> [Exercise] Copy every record below exactly as it stands.

> [Excerpted records]
--*--

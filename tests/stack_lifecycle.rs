// SPDX-License-Identifier: MPL-2.0
use notification_stack::config::StackConfig;
use notification_stack::ui::notifications::{
    ItemId, ManualClock, NotificationItem, NotificationMessage, NotificationStack, ProgressCard,
    RemovalReason, ScreenshotCard, StackEvent, StatusCard,
};
use std::time::{Duration, Instant};

fn stack_with(
    capacity: usize,
    idle_timeout_secs: u64,
) -> (NotificationStack<ManualClock>, ManualClock) {
    let config = StackConfig {
        capacity: Some(capacity),
        idle_timeout_secs: Some(idle_timeout_secs),
        ..StackConfig::default()
    };
    let clock = ManualClock::new();
    (NotificationStack::with_clock(&config, clock.clone()), clock)
}

fn tick(stack: &mut NotificationStack<ManualClock>) {
    stack.handle_message(&NotificationMessage::Tick(Instant::now()));
}

#[test]
fn insertion_order_and_eviction_follow_capacity() {
    let (mut stack, _clock) = stack_with(2, 5);

    let a = StatusCard::new("A");
    let b = StatusCard::new("B");
    let (c, c_tracker) = ProgressCard::new("C");
    let (a_id, b_id, c_id) = (a.id(), b.id(), c.id());
    stack.add(a).expect("add A");
    stack.add(b).expect("add B");
    stack.add(c).expect("add C");

    // C is unfinished, B is within capacity, A is the oldest excess
    assert_eq!(stack.ids(), vec![c_id, b_id]);
    assert!(!stack.contains(a_id));

    c_tracker.finish();
    let d = StatusCard::new("D");
    let d_id = d.id();
    stack.add(d).expect("add D");
    assert_eq!(stack.ids(), vec![d_id, c_id]);
}

#[test]
fn unfinished_cards_may_exceed_capacity() {
    let (mut stack, _clock) = stack_with(1, 5);
    let mut trackers = Vec::new();
    for n in 0..3 {
        let (card, tracker) = ProgressCard::new(format!("job {n}"));
        stack.add(card).expect("add progress card");
        trackers.push(tracker);
    }
    assert_eq!(stack.len(), 3);

    for tracker in &trackers {
        tracker.finish();
    }
    stack.add(StatusCard::new("done")).expect("add status");
    assert_eq!(stack.len(), 1);
}

#[test]
fn pointer_activity_restarts_idle_period() {
    let (mut stack, clock) = stack_with(5, 5);
    stack.add(StatusCard::new("Recording started")).expect("add");

    clock.advance(Duration::from_secs(4));
    tick(&mut stack);
    stack.handle_message(&NotificationMessage::PointerMoved);

    clock.advance(Duration::from_secs(4));
    tick(&mut stack);
    assert!(stack.is_visible());

    clock.advance(Duration::from_secs(1));
    tick(&mut stack);
    assert!(!stack.is_visible());
    assert!(!stack.is_timer_running());
    // Hiding never drops cards
    assert_eq!(stack.len(), 1);
}

#[test]
fn work_in_flight_keeps_stack_visible() {
    let (mut stack, clock) = stack_with(5, 5);
    let (card, tracker) = ProgressCard::new("Uploading");
    stack.add(card).expect("add");

    clock.advance(Duration::from_secs(30));
    tick(&mut stack);
    assert!(stack.is_visible());

    tracker.finish();
    clock.advance(Duration::from_secs(5));
    tick(&mut stack);
    assert!(!stack.is_visible());
}

#[test]
fn removal_signal_takes_card_out_and_hides_empty_stack() {
    let (mut stack, _clock) = stack_with(5, 5);
    let (card, tracker) = ProgressCard::new("Encoding");
    let id = card.id();
    stack.add(card).expect("add");
    stack.take_events();

    assert!(tracker.request_removal());
    assert_eq!(stack.process_removal_requests(), 1);
    assert!(stack.is_empty());
    assert!(!stack.is_visible());
    assert_eq!(
        stack.take_events(),
        vec![
            StackEvent::Removed {
                id,
                reason: RemovalReason::Requested
            },
            StackEvent::Hidden,
        ]
    );
}

#[test]
fn newest_screenshot_is_the_only_expanded_card() {
    let (mut stack, _clock) = stack_with(5, 5);
    let first = ScreenshotCard::new("/tmp/one.png");
    let second = ScreenshotCard::new("/tmp/two.png");
    let (first_id, second_id) = (first.id(), second.id());

    stack.add(first).expect("add first");
    assert_eq!(stack.expanded(), Some(first_id));
    stack.add(second).expect("add second");
    assert_eq!(stack.expanded(), Some(second_id));

    stack.handle_message(&NotificationMessage::ToggleExpanded(first_id));
    assert_eq!(stack.expanded(), Some(first_id));
}

#[test]
fn close_all_removes_everything_including_unfinished() {
    let (mut stack, _clock) = stack_with(5, 5);
    let (card, _tracker) = ProgressCard::new("Recording");
    stack.add(card).expect("add progress");
    stack.add(StatusCard::new("Saved")).expect("add status");

    stack.handle_message(&NotificationMessage::CloseAll);
    assert!(stack.is_empty());
    assert!(!stack.is_visible());
}

#[test]
fn dismissing_unknown_card_is_harmless() {
    let (mut stack, _clock) = stack_with(5, 5);
    stack.add(StatusCard::new("kept")).expect("add");
    stack.handle_message(&NotificationMessage::Dismiss(ItemId::new()));
    assert_eq!(stack.len(), 1);
    assert!(stack.is_visible());
}

#[test]
fn finished_cards_never_exceed_capacity() {
    for capacity in 1..=4 {
        let (mut stack, _clock) = stack_with(capacity, 5);
        for n in 0..10 {
            stack
                .add(StatusCard::new(format!("card {n}")))
                .expect("add");
            assert!(stack.len() <= capacity);
        }
        assert_eq!(stack.len(), capacity);
    }
}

--*--

> [Task answer]
filename tests/stack_lifecycle.rs
// SPDX-License-Identifier: MPL-2.0
use notification_stack::config::StackConfig;
use notification_stack::ui::notifications::{
    ItemId, ManualClock, NotificationItem, NotificationMessage, NotificationStack, ProgressCard,
    RemovalReason, ScreenshotCard, StackEvent, StatusCard,
};
use std::time::{Duration, Instant};

fn stack_with(
    capacity: usize,
    idle_timeout_secs: u64,
) -> (NotificationStack<ManualClock>, ManualClock) {
    let config = StackConfig {
        capacity: Some(capacity),
        idle_timeout_secs: Some(idle_timeout_secs),
        ..StackConfig::default()
    };
    let clock = ManualClock::new();
    (NotificationStack::with_clock(&config, clock.clone()), clock)
}

fn tick(stack: &mut NotificationStack<ManualClock>) {
    stack.handle_message(&NotificationMessage::Tick(Instant::now()));
}

#[test]
fn insertion_order_and_eviction_follow_capacity() {
    let (mut stack, _clock) = stack_with(2, 5);

    let a = StatusCard::new("A");
    let b = StatusCard::new("B");
    let (c, c_tracker) = ProgressCard::new("C");
    let (a_id, b_id, c_id) = (a.id(), b.id(), c.id());
    stack.add(a).expect("add A");
    stack.add(b).expect("add B");
    stack.add(c).expect("add C");

    // C is unfinished, B is within capacity, A is the oldest excess
    assert_eq!(stack.ids(), vec![c_id, b_id]);
    assert!(!stack.contains(a_id));

    c_tracker.finish();
    let d = StatusCard::new("D");
    let d_id = d.id();
    stack.add(d).expect("add D");
    assert_eq!(stack.ids(), vec![d_id, c_id]);
}

#[test]
fn unfinished_cards_may_exceed_capacity() {
    let (mut stack, _clock) = stack_with(1, 5);
    let mut trackers = Vec::new();
    for n in 0..3 {
        let (card, tracker) = ProgressCard::new(format!("job {n}"));
        stack.add(card).expect("add progress card");
        trackers.push(tracker);
    }
    assert_eq!(stack.len(), 3);

    for tracker in &trackers {
        tracker.finish();
    }
    stack.add(StatusCard::new("done")).expect("add status");
    assert_eq!(stack.len(), 1);
}

#[test]
fn pointer_activity_restarts_idle_period() {
    let (mut stack, clock) = stack_with(5, 5);
    stack.add(StatusCard::new("Recording started")).expect("add");

    clock.advance(Duration::from_secs(4));
    tick(&mut stack);
    stack.handle_message(&NotificationMessage::PointerMoved);

    clock.advance(Duration::from_secs(4));
    tick(&mut stack);
    assert!(stack.is_visible());

    clock.advance(Duration::from_secs(1));
    tick(&mut stack);
    assert!(!stack.is_visible());
    assert!(!stack.is_timer_running());
    // Hiding never drops cards
    assert_eq!(stack.len(), 1);
}

#[test]
fn work_in_flight_keeps_stack_visible() {
    let (mut stack, clock) = stack_with(5, 5);
    let (card, tracker) = ProgressCard::new("Uploading");
    stack.add(card).expect("add");

    clock.advance(Duration::from_secs(30));
    tick(&mut stack);
    assert!(stack.is_visible());

    tracker.finish();
    clock.advance(Duration::from_secs(5));
    tick(&mut stack);
    assert!(!stack.is_visible());
}

#[test]
fn removal_signal_takes_card_out_and_hides_empty_stack() {
    let (mut stack, _clock) = stack_with(5, 5);
    let (card, tracker) = ProgressCard::new("Encoding");
    let id = card.id();
    stack.add(card).expect("add");
    stack.take_events();

    assert!(tracker.request_removal());
    assert_eq!(stack.process_removal_requests(), 1);
    assert!(stack.is_empty());
    assert!(!stack.is_visible());
    assert_eq!(
        stack.take_events(),
        vec![
            StackEvent::Removed {
                id,
                reason: RemovalReason::Requested
            },
            StackEvent::Hidden,
        ]
    );
}

#[test]
fn newest_screenshot_is_the_only_expanded_card() {
    let (mut stack, _clock) = stack_with(5, 5);
    let first = ScreenshotCard::new("/tmp/one.png");
    let second = ScreenshotCard::new("/tmp/two.png");
    let (first_id, second_id) = (first.id(), second.id());

    stack.add(first).expect("add first");
    assert_eq!(stack.expanded(), Some(first_id));
    stack.add(second).expect("add second");
    assert_eq!(stack.expanded(), Some(second_id));

    stack.handle_message(&NotificationMessage::ToggleExpanded(first_id));
    assert_eq!(stack.expanded(), Some(first_id));
}

#[test]
fn close_all_removes_everything_including_unfinished() {
    let (mut stack, _clock) = stack_with(5, 5);
    let (card, _tracker) = ProgressCard::new("Recording");
    stack.add(card).expect("add progress");
    stack.add(StatusCard::new("Saved")).expect("add status");

    stack.handle_message(&NotificationMessage::CloseAll);
    assert!(stack.is_empty());
    assert!(!stack.is_visible());
}

#[test]
fn dismissing_unknown_card_is_harmless() {
    let (mut stack, _clock) = stack_with(5, 5);
    stack.add(StatusCard::new("kept")).expect("add");
    stack.handle_message(&NotificationMessage::Dismiss(ItemId::new()));
    assert_eq!(stack.len(), 1);
    assert!(stack.is_visible());
}

#[test]
fn finished_cards_never_exceed_capacity() {
    for capacity in 1..=4 {
        let (mut stack, _clock) = stack_with(capacity, 5);
        for n in 0..10 {
            stack
                .add(StatusCard::new(format!("card {n}")))
                .expect("add");
            assert!(stack.len() <= capacity);
        }
        assert_eq!(stack.len(), capacity);
    }
}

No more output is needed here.